ASSIGNMENT
Go through the data and retrieve each line that includes the string "JobStore".

(RECORDS Opens)

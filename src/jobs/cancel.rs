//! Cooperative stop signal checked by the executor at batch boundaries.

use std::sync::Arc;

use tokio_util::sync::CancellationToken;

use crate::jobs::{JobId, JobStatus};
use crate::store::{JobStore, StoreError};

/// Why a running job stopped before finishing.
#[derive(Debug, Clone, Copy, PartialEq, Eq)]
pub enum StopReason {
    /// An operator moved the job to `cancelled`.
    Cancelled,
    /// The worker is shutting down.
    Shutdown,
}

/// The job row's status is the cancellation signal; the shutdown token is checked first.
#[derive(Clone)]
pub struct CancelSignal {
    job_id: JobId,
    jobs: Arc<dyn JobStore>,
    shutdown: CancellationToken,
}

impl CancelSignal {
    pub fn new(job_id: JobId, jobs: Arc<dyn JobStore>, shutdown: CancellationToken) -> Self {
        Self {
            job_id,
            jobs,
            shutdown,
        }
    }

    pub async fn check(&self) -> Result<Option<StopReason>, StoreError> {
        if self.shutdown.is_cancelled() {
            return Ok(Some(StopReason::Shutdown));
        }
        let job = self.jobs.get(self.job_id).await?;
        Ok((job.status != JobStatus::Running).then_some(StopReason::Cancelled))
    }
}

(RECORDS Closes)

RESPONSE AREA
use crate::store::{JobStore, StoreError};
    jobs: Arc<dyn JobStore>,
    pub fn new(job_id: JobId, jobs: Arc<dyn JobStore>, shutdown: CancellationToken) -> Self {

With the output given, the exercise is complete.